The aviation industry has known for five years that finding an airliner at the bottom of the ocean is a much more costly challenge than it needs to be.
The loss of Air France 447 in the South Atlantic in 2009 rang all the right alarms. Flight-data recorders and cockpit voice-recorders would never be able to guide searchers to a deep-sea crash location in a timely manner—if at all.To paraphrase Oscar Wilde on fox hunting (“the unspeakable in pursuit of the inedible”), the search for Flight 447 presented a picture of the pursuit of the undetectable by the woefully unprepared.
It was a teachable moment though. French investigators rapidly demonstrated that the technology now existed to end the futility of scouring vast oceans for very tiny and unresponsive mechanical objects.
I won’t go on. The whole saga of Flight 370 has become a damning revelation of the fact that the international aviation industry really has no leadership—no recognizable, accountable, and responsible leadership. No leadership that is prepared to concede years of needless delay, to acknowledge that a serious flaw exists in the international safety regime.
That is, until today.
Hail the European Aviation Safety Agency, EASA. This is what they now want to happen:
Black boxes aboard large airplanes flying routes over oceans should be much more powerful. They should be capable of transmitting their location no matter how deep they plunge. Or, alternatively, an airplane plunging toward the ocean should be equipped with automatic data streaming that would pin its location to within six nautical miles.

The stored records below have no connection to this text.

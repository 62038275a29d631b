//! Configuration generation for the supervised binaries.
//!
//! Every document is built as typed data and serialized through
//! `serde_json` or `serde_yaml`.

mod monitor;
mod proxy;
mod routing;

use camino::Utf8PathBuf;
use thiserror::Error;
use tracing::info;

use crate::config::{DeploymentConfig, MonitorVariant};
use crate::tunnel::TunnelMode;
use crate::workdir::{WorkDir, WorkDirError, files};

pub use monitor::AgentConfig;
pub use proxy::{
    PLAIN_PORT, ProxyInboundSpec, TROJAN_PATH, TROJAN_WS_PORT, VLESS_PATH, VLESS_WS_PORT,
    VMESS_PATH, VMESS_WS_PORT,
};
pub use routing::{RoutingFile, TunnelCredential};

/// Errors raised while rendering or writing generated files.
#[derive(Debug, Error)]
pub enum RenderError {
    /// A document could not be serialized.
    #[error("failed to serialize {document}: {message}")]
    Serialize {
        /// Document name.
        document: &'static str,
        /// Underlying error message.
        message: String,
    },
    /// The tunnel credential is not a usable credential document.
    #[error("invalid tunnel credential: {0}")]
    Credential(String),
    /// A generated file could not be written.
    #[error(transparent)]
    Write(#[from] WorkDirError),
}

impl RenderError {
    fn serialize(document: &'static str, err: &impl std::fmt::Display) -> Self {
        Self::Serialize {
            document,
            message: err.to_string(),
        }
    }
}

/// Paths of the files written by [`ConfigGenerator::generate`].
#[derive(Clone, Debug, Eq, PartialEq)]
pub struct GeneratedFiles {
    /// Proxy engine configuration.
    pub proxy_config: Utf8PathBuf,
    /// Monitoring agent configuration, for the v1 agent.
    pub agent_config: Option<Utf8PathBuf>,
    /// Tunnel routing file, for routing-file mode.
    pub routing_file: Option<Utf8PathBuf>,
}

/// Produces every configuration document a deployment needs.
#[derive(Clone, Copy, Debug)]
pub struct ConfigGenerator<'a> {
    config: &'a DeploymentConfig,
}

impl<'a> ConfigGenerator<'a> {
    /// Creates a generator for `config`.
    #[must_use]
    pub const fn new(config: &'a DeploymentConfig) -> Self {
        Self { config }
    }

    /// Proxy engine topology.
    #[must_use]
    pub fn proxy_spec(&self) -> ProxyInboundSpec {
        ProxyInboundSpec::new(self.config.uuid(), self.config.tunnel().port())
    }

    /// Serialized proxy engine configuration.
    ///
    /// # Errors
    ///
    /// Returns [`RenderError::Serialize`] if serialization fails.
    pub fn proxy_json(&self) -> Result<String, RenderError> {
        self.proxy_spec()
            .to_json()
            .map_err(|err| RenderError::serialize(files::PROXY_CONFIG, &err))
    }

    /// Agent configuration; only the v1 agent reads a file.
    #[must_use]
    pub fn agent_config(&self) -> Option<AgentConfig> {
        self.config
            .monitor()
            .filter(|monitor| monitor.variant() == MonitorVariant::V1)
            .map(|monitor| AgentConfig::new(monitor, self.config.uuid()))
    }

    /// Credential and routing file for routing-file mode.
    ///
    /// # Errors
    ///
    /// Returns [`RenderError::Credential`] when the credential cannot be
    /// parsed.
    pub fn routing(
        &self,
        workdir: &WorkDir,
    ) -> Result<Option<(TunnelCredential, RoutingFile)>, RenderError> {
        let tunnel = self.config.tunnel();
        if TunnelMode::classify(tunnel) != TunnelMode::RoutingFile {
            return Ok(None);
        }
        let (Some(raw), Some(domain)) = (tunnel.credential(), tunnel.domain()) else {
            return Ok(None);
        };
        let credential = TunnelCredential::parse(raw)?;
        let routing = RoutingFile::new(
            &credential,
            &workdir.join(files::TUNNEL_CREDENTIAL),
            domain,
            tunnel.port(),
        );
        Ok(Some((credential, routing)))
    }

    /// Writes every applicable document into `workdir`.
    ///
    /// # Errors
    ///
    /// Returns [`RenderError`] when a document cannot be rendered or written.
    pub fn generate(&self, workdir: &WorkDir) -> Result<GeneratedFiles, RenderError> {
        workdir.write(files::PROXY_CONFIG, self.proxy_json()?)?;
        info!(path = %workdir.join(files::PROXY_CONFIG), "proxy configuration written");

        let agent_config = match self.agent_config() {
            Some(agent) => {
                let yaml = agent
                    .to_yaml()
                    .map_err(|err| RenderError::serialize(files::AGENT_CONFIG, &err))?;
                workdir.write(files::AGENT_CONFIG, yaml)?;
                info!(tls = agent.tls(), "monitoring agent configuration written");
                Some(workdir.join(files::AGENT_CONFIG))
            }
            None => None,
        };

        let routing_file = match self.routing(workdir)? {
            Some((credential, routing)) => {
                workdir.write(files::TUNNEL_CREDENTIAL, credential.raw())?;
                let yaml = routing
                    .to_yaml()
                    .map_err(|err| RenderError::serialize(files::TUNNEL_ROUTING, &err))?;
                workdir.write(files::TUNNEL_ROUTING, yaml)?;
                info!(tunnel = credential.tunnel_id(), "tunnel routing file written");
                Some(workdir.join(files::TUNNEL_ROUTING))
            }
            None => None,
        };

        Ok(GeneratedFiles {
            proxy_config: workdir.join(files::PROXY_CONFIG),
            agent_config,
            routing_file,
        })
    }
}
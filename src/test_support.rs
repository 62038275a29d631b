//! Test support utilities shared across unit and integration tests.

use std::cell::RefCell;
use std::collections::{HashMap, VecDeque};
use std::env;
use std::ffi::OsString;
use std::rc::Rc;

use camino::Utf8PathBuf;
use tokio::sync::{Mutex, MutexGuard};

use crate::provision::BinaryRole;
use crate::supervisor::{ChildProcess, LaunchError, LaunchSpec, ProcessSpawner};

/// Scripted behaviour for one spawned child.
#[derive(Clone, Debug, Default, Eq, PartialEq)]
pub struct ChildScript {
    spawn_error: Option<String>,
    exits_immediately: bool,
    terminate_error: Option<String>,
    writes: Vec<(Utf8PathBuf, String)>,
}

impl ChildScript {
    /// A child that keeps running until terminated.
    #[must_use]
    pub fn running() -> Self {
        Self::default()
    }

    /// A child that has already exited when first polled.
    #[must_use]
    pub fn exits_immediately() -> Self {
        Self {
            exits_immediately: true,
            ..Self::default()
        }
    }

    /// A spawn attempt that fails with `message`.
    #[must_use]
    pub fn spawn_fails(message: impl Into<String>) -> Self {
        Self {
            spawn_error: Some(message.into()),
            ..Self::default()
        }
    }

    /// Makes termination of this child fail with `message`.
    #[must_use]
    pub fn terminate_fails(mut self, message: impl Into<String>) -> Self {
        self.terminate_error = Some(message.into());
        self
    }

    /// Writes `contents` to `path` when the child is spawned, the way a real
    /// tunnel client writes its log.
    #[must_use]
    pub fn writes(mut self, path: impl Into<Utf8PathBuf>, contents: impl Into<String>) -> Self {
        self.writes.push((path.into(), contents.into()));
        self
    }
}

/// Records a single launch made through [`ScriptedSpawner`].
#[derive(Clone, Debug, Eq, PartialEq)]
pub struct LaunchInvocation {
    /// Role of the child.
    pub role: BinaryRole,
    /// Shell-like rendering of the command.
    pub command: String,
}

/// Process spawner that replays scripted child behaviour per role in FIFO
/// order. Roles without a queued script spawn a running child.
#[derive(Clone, Debug, Default)]
pub struct ScriptedSpawner {
    scripts: Rc<RefCell<HashMap<BinaryRole, VecDeque<ChildScript>>>>,
    launches: Rc<RefCell<Vec<LaunchInvocation>>>,
    terminations: Rc<RefCell<Vec<BinaryRole>>>,
}

impl ScriptedSpawner {
    /// Creates a spawner with no queued scripts.
    #[must_use]
    pub fn new() -> Self {
        Self::default()
    }

    /// Queues `script` for the next spawn of `role`.
    pub fn push(&self, role: BinaryRole, script: ChildScript) {
        self.scripts
            .borrow_mut()
            .entry(role)
            .or_default()
            .push_back(script);
    }

    /// Returns a snapshot of all launches recorded so far.
    #[must_use]
    pub fn launches(&self) -> Vec<LaunchInvocation> {
        self.launches.borrow().clone()
    }

    /// Number of spawn attempts for `role`.
    #[must_use]
    pub fn launch_count(&self, role: BinaryRole) -> usize {
        self.launches
            .borrow()
            .iter()
            .filter(|launch| launch.role == role)
            .count()
    }

    /// Roles terminated so far, in order.
    #[must_use]
    pub fn terminations(&self) -> Vec<BinaryRole> {
        self.terminations.borrow().clone()
    }
}

/// Child produced by [`ScriptedSpawner`].
#[derive(Debug)]
pub struct ScriptedChild {
    role: BinaryRole,
    exited: bool,
    terminate_error: Option<String>,
    terminations: Rc<RefCell<Vec<BinaryRole>>>,
}

impl ProcessSpawner for ScriptedSpawner {
    type Child = ScriptedChild;

    fn spawn(&self, spec: &LaunchSpec) -> Result<Self::Child, LaunchError> {
        self.launches.borrow_mut().push(LaunchInvocation {
            role: spec.role,
            command: spec.command_string(),
        });
        let script = self
            .scripts
            .borrow_mut()
            .get_mut(&spec.role)
            .and_then(VecDeque::pop_front)
            .unwrap_or_default();

        if let Some(message) = script.spawn_error {
            return Err(LaunchError::Spawn {
                role: spec.role,
                program: spec.program.to_string(),
                message,
            });
        }
        for (path, contents) in &script.writes {
            std::fs::write(path, contents).map_err(|err| LaunchError::Spawn {
                role: spec.role,
                program: spec.program.to_string(),
                message: format!("scripted write to {path} failed: {err}"),
            })?;
        }

        Ok(ScriptedChild {
            role: spec.role,
            exited: script.exits_immediately,
            terminate_error: script.terminate_error,
            terminations: Rc::clone(&self.terminations),
        })
    }
}

impl ChildProcess for ScriptedChild {
    fn id(&self) -> Option<u32> {
        None
    }

    fn has_exited(&mut self) -> Result<bool, LaunchError> {
        Ok(self.exited)
    }

    fn terminate(&mut self) -> Result<(), LaunchError> {
        self.terminations.borrow_mut().push(self.role);
        if let Some(message) = self.terminate_error.clone() {
            return Err(LaunchError::Terminate {
                role: self.role,
                message,
            });
        }
        self.exited = true;
        Ok(())
    }
}

/// Variables read by [`crate::DeploymentConfig::load`], cleared by
/// [`EnvGuard::deployment`] so the host environment cannot leak into a test.
pub const DEPLOYMENT_ENV: [&str; 21] = [
    "EDGEBOOT_CONFIG_PATH",
    "UUID",
    "ARGO_DOMAIN",
    "ARGO_AUTH",
    "ARGO_PORT",
    "NEZHA_SERVER",
    "NEZHA_PORT",
    "NEZHA_KEY",
    "CFIP",
    "CFPORT",
    "NAME",
    "FILE_PATH",
    "SUB_PATH",
    "UPLOAD_URL",
    "PROJECT_URL",
    "AUTO_ACCESS",
    "SERVER_PORT",
    "PORT",
    "BINARY_SOURCE",
    "KEEPALIVE_URL",
    "ISP_LOOKUP_URL",
];

static ENV_LOCK: Mutex<()> = Mutex::const_new(());

/// Deployment environment held for the lifetime of a test. Concurrent
/// guards queue on a shared lock; dropping the guard restores every
/// variable it touched.
pub struct EnvGuard {
    saved: HashMap<&'static str, Option<OsString>>,
    _lock: MutexGuard<'static, ()>,
}

impl EnvGuard {
    /// Clears [`DEPLOYMENT_ENV`] and then applies `overrides`. Keys outside
    /// that list are ignored.
    pub async fn deployment(overrides: &[(&str, &str)]) -> Self {
        let lock = ENV_LOCK.lock().await;
        let saved: HashMap<&'static str, Option<OsString>> = DEPLOYMENT_ENV
            .iter()
            .map(|key| (*key, env::var_os(key)))
            .collect();

        for key in DEPLOYMENT_ENV {
            let value = overrides
                .iter()
                .rev()
                .find_map(|(name, value)| (*name == key).then_some(*value));
            // SAFETY: every mutation happens while `ENV_LOCK` is held.
            unsafe {
                match value {
                    Some(value) => env::set_var(key, value),
                    None => env::remove_var(key),
                }
            }
        }

        Self { saved, _lock: lock }
    }
}

impl Drop for EnvGuard {
    fn drop(&mut self) {
        for (key, value) in self.saved.drain() {
            // SAFETY: `_lock` is still held while fields drop after this body.
            unsafe {
                match value {
                    Some(value) => env::set_var(key, value),
                    None => env::remove_var(key),
                }
            }
        }
    }
}
//! BDD step definitions for tunnel hostname resolution.

use std::time::Duration;

use camino::Utf8PathBuf;
use edgeboot::test_support::{ChildScript, ScriptedSpawner};
use edgeboot::workdir::files;
use edgeboot::{
    BinaryRole, DomainSource, LaunchSpec, ProcessSupervisor, Readiness, ResolveError,
    ResolverPolicy, ResolverState, TunnelDomainResolver, WorkDir,
};
use rstest_bdd_macros::{given, then, when};
use tempfile::TempDir;
use tokio::runtime::Runtime;
use tokio_util::sync::CancellationToken;

use super::test_helpers::{ResolutionContext, ResolutionOutcome, log_line};

#[derive(Debug, thiserror::Error)]
pub enum StepError {
    #[error("assertion failed: {0}")]
    Assertion(String),
}

#[given("a configured tunnel domain \"{domain}\"")]
fn configured_domain(mut resolution_context: ResolutionContext, domain: String) -> ResolutionContext {
    resolution_context.static_domain = Some(domain);
    resolution_context
}

#[given("the tunnel log already names \"{hostname}\"")]
fn log_names_hostname(
    mut resolution_context: ResolutionContext,
    hostname: String,
) -> ResolutionContext {
    resolution_context.initial_log = Some(log_line(&hostname));
    resolution_context
}

#[given("the tunnel log names no hostname")]
fn log_is_silent(mut resolution_context: ResolutionContext) -> ResolutionContext {
    resolution_context.initial_log = Some(String::from("INF Starting tunnel\n"));
    resolution_context
}

#[given("the relaunched client logs \"{hostname}\"")]
fn relaunch_logs(mut resolution_context: ResolutionContext, hostname: String) -> ResolutionContext {
    resolution_context.relaunch_logs.push(log_line(&hostname));
    resolution_context
}

#[given("an attempt budget of {attempts}")]
fn attempt_budget(mut resolution_context: ResolutionContext, attempts: u32) -> ResolutionContext {
    resolution_context.max_attempts = attempts;
    resolution_context
}

#[when("the tunnel hostname is resolved")]
fn resolve_hostname(
    mut resolution_context: ResolutionContext,
) -> Result<ResolutionContext, StepError> {
    let runtime = Runtime::new().map_err(|err| StepError::Assertion(err.to_string()))?;
    let temp = TempDir::new().map_err(|err| StepError::Assertion(err.to_string()))?;
    let root = Utf8PathBuf::from_path_buf(temp.path().to_path_buf())
        .map_err(|path| StepError::Assertion(format!("non-utf8 path: {}", path.display())))?;
    let workdir = WorkDir::open(&root).map_err(|err| StepError::Assertion(err.to_string()))?;
    if let Some(log) = &resolution_context.initial_log {
        workdir
            .write(files::TUNNEL_LOG, log)
            .map_err(|err| StepError::Assertion(err.to_string()))?;
    }

    let spawner = ScriptedSpawner::new();
    for log in &resolution_context.relaunch_logs {
        spawner.push(
            BinaryRole::TunnelClient,
            ChildScript::running().writes(workdir.join(files::TUNNEL_LOG), log.clone()),
        );
    }
    let mut supervisor = ProcessSupervisor::new(spawner.clone());
    let relaunch = LaunchSpec {
        role: BinaryRole::TunnelClient,
        program: workdir.join("bot"),
        args: vec![String::from("tunnel")],
        readiness: Readiness::Settle(Duration::ZERO),
    };
    let policy = ResolverPolicy {
        max_attempts: resolution_context.max_attempts,
        scan_window: Duration::ZERO,
        scan_interval: Duration::from_millis(1),
        terminate_cooldown: Duration::ZERO,
        relaunch_cooldown: Duration::ZERO,
    };
    let mut resolver = TunnelDomainResolver::new(
        resolution_context.static_domain.as_deref(),
        Some(relaunch),
        policy,
    );

    let result = runtime.block_on(resolver.resolve(
        &mut supervisor,
        &workdir,
        &CancellationToken::new(),
    ));
    let (hostname, exhausted_after, error) = match result {
        Ok(tunnel) => (
            Some((tunnel.hostname().to_owned(), tunnel.source())),
            None,
            None,
        ),
        Err(ResolveError::Exhausted { attempts }) => (None, Some(attempts), None),
        Err(err) => (None, None, Some(err.to_string())),
    };
    resolution_context.outcome = Some(ResolutionOutcome {
        hostname,
        exhausted_after,
        error,
        history: resolver.history().to_vec(),
        relaunches: spawner.launch_count(BinaryRole::TunnelClient),
    });
    Ok(resolution_context)
}

fn outcome(resolution_context: &ResolutionContext) -> Result<&ResolutionOutcome, StepError> {
    resolution_context
        .outcome
        .as_ref()
        .ok_or_else(|| StepError::Assertion(String::from("missing outcome")))
}

#[then("the hostname is \"{expected}\"")]
fn hostname_is(resolution_context: &ResolutionContext, expected: String) -> Result<(), StepError> {
    let result = outcome(resolution_context)?;
    match &result.hostname {
        Some((hostname, _)) if *hostname == expected => Ok(()),
        other => Err(StepError::Assertion(format!(
            "expected hostname {expected}, got {other:?} (error: {:?})",
            result.error
        ))),
    }
}

#[then("the hostname source is \"{source}\"")]
fn hostname_source(resolution_context: &ResolutionContext, source: String) -> Result<(), StepError> {
    let expected = match source.as_str() {
        "static" => DomainSource::Static,
        "log" => DomainSource::LogScraped,
        other => {
            return Err(StepError::Assertion(format!("unknown source {other}")));
        }
    };
    match &outcome(resolution_context)?.hostname {
        Some((_, actual)) if *actual == expected => Ok(()),
        other => Err(StepError::Assertion(format!(
            "expected source {expected:?}, got {other:?}"
        ))),
    }
}

#[then("the tunnel client was relaunched {count} times")]
fn relaunch_count(resolution_context: &ResolutionContext, count: usize) -> Result<(), StepError> {
    let actual = outcome(resolution_context)?.relaunches;
    if actual == count {
        Ok(())
    } else {
        Err(StepError::Assertion(format!(
            "expected {count} relaunches, got {actual}"
        )))
    }
}

#[then("the resolver passed through a retry")]
fn passed_through_retry(resolution_context: &ResolutionContext) -> Result<(), StepError> {
    let history = &outcome(resolution_context)?.history;
    if history
        .iter()
        .any(|state| matches!(state, ResolverState::Retrying { .. }))
    {
        Ok(())
    } else {
        Err(StepError::Assertion(format!(
            "expected a retry in {history:?}"
        )))
    }
}

#[then("resolution is exhausted after {attempts} attempts")]
fn exhausted_after(resolution_context: &ResolutionContext, attempts: u32) -> Result<(), StepError> {
    let result = outcome(resolution_context)?;
    if result.exhausted_after == Some(attempts)
        && result.history.last() == Some(&ResolverState::Exhausted)
    {
        Ok(())
    } else {
        Err(StepError::Assertion(format!(
            "expected exhaustion after {attempts} attempts, got {:?}",
            result.exhausted_after
        )))
    }
}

EASA also wants the battery life of the data recorders to be extended from the current 30 days to 90 (that technology is ready).
And that’s not all. The minimum duration of the voice recordings made in the cockpit should leap from the two hours now mandated to 20 hours.
But hold the applause.
EASA is part of one of the world’s most notoriously constipated bureaucracies, the European Union. Before the new recommendations can take effect they have to be adopted by the European Commission. And even then they will cover only the 28 member states of the EU.
It must also be said that this is not exactly a great leap forward that embraces cutting-edge technology. These are really enhancements to conventional black boxes. They represent what the administrators think is politically possible, not what is technically desirable and attainable: to remove the dependency on black boxes by equipping all airplanes flying over oceans with the capacity to continually stream data in real time.
In terms of political reality, the most difficult of these recommendations to see through to a conclusion will almost certainly be the striking extension of the duration of the cockpit voice recorders.
Pilots are highly sensitive to the idea of being overheard by what they see as Big Brother vigilance. The pilots unions in both Europe and the U.S. will fight this idea tooth and nail. They fear that some of their idle chatter won’t be politically correct. Or, more seriously, that their “oops!” moments when they suffer a lapse of concentration will go on the record.
Their objections should be heard, but they will need to make a more convincing case than one based on an invasion of privacy. The problem with the present two-hour recordings is that while they may serve a crash investigation well by providing a picture of the pilot’s proficiency during the critical time preceding an accident in the case of long haul flights, they don’t provide the complete record from takeoff, which should be a prerequisite in any investigation.
So, Europe stirs. The executive director of EASA concedes that “the tragic flight of Malaysia Airlines MH370 demonstrates that safety can never be taken for granted. The proposed changes are expected to increase safety by facilitating the recovery of information for safety investigation authorities.”
From the rest of the global aviation industry there is not a word.